The surface chemical state of the electrode modification material, particularly crystal defects, significantly affects electrochemical detection properties. In this study, Ti3C2 decorated by Pt nanoaggregates (Pt NAs-Ti3C2) with enhanced crystal defect was developed for quercetin detection, where Pt nanoaggregates on Ti3C2 exhibit improved dispersibility and smaller particle size, generating a more favorable environment for interfacial catalytic reactions. A large specific surface area, the Pt NAs-Ti3C2 composite is beneficial for the adsorption and transfer of quercetin on the electrode surface.

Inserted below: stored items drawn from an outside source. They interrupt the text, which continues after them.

//! Helpers for structural lookups scoped to an element.
//!
//! Every helper tolerates absence: a missing node or attribute yields `None`
//! or an empty string, never an error.

use scraper::{ElementRef, Selector};

/// Find the first element under `scope` matching `selector`.
///
/// # Examples
/// ```
/// use scraper::{Html, Selector};
/// use review_harvester::html::select_first;
///
/// let html = Html::parse_fragment(r#"<div><p>one</p><p>two</p></div>"#);
/// let p = Selector::parse("p").unwrap();
/// let first = select_first(html.root_element(), &p).unwrap();
/// assert_eq!(first.inner_html(), "one");
/// ```
pub fn select_first<'a>(scope: ElementRef<'a>, selector: &Selector) -> Option<ElementRef<'a>> {
    scope.select(selector).next()
}

/// Get all descendant text of an element, trimmed.
///
/// # Examples
/// ```
/// use scraper::Html;
/// use review_harvester::html::text_content;
///
/// let html = Html::parse_fragment("<h2>\n  Very <b>good</b> shop \n</h2>");
/// assert_eq!(text_content(html.root_element()), "Very good shop");
/// ```
pub fn text_content(element: ElementRef<'_>) -> String {
    element.text().collect::<String>().trim().to_string()
}

/// Get the text of the first element under `scope` matching `selector`.
///
/// Returns an empty string when nothing matches.
pub fn first_text(scope: ElementRef<'_>, selector: &Selector) -> String {
    select_first(scope, selector)
        .map(text_content)
        .unwrap_or_default()
}

/// Get an attribute of the first element under `scope` matching `selector`.
///
/// Returns an empty string when nothing matches or the attribute is missing.
/// Only the first match is consulted, even if a later match has the attribute.
pub fn first_attr(scope: ElementRef<'_>, selector: &Selector, attr: &str) -> String {
    select_first(scope, selector)
        .and_then(|e| e.value().attr(attr))
        .map(str::to_string)
        .unwrap_or_default()
}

In comparison to Pt nanoaggregates with complete crystals, the Pt NA-Ti3C2-modified glassy carbon electrode (Pt NA-Ti3C2/GCE) demonstrates superior quercetin detection capabilities, achieving a detection sensitivity of 72.3 μA μM−1 and an outstanding detection linear region of 0.1–1500 nM. Besides, the electrode showcases excellent reproducibility with RSD of 2.41 %, repeatability with RSD of 1.08 %, and long-term stability with 92.3 % of the original signal retained, and resistance to interference, achieving accurately and selectively quercetin detection even in the presence of other ions and compounds. In addition, the Pt NA-Ti3C2/GCE allows for precise quercetin detection in real-life samples. Our findings establish a theoretical guideline and furnish the material foundation for the development of high-performance electrochemical sensors.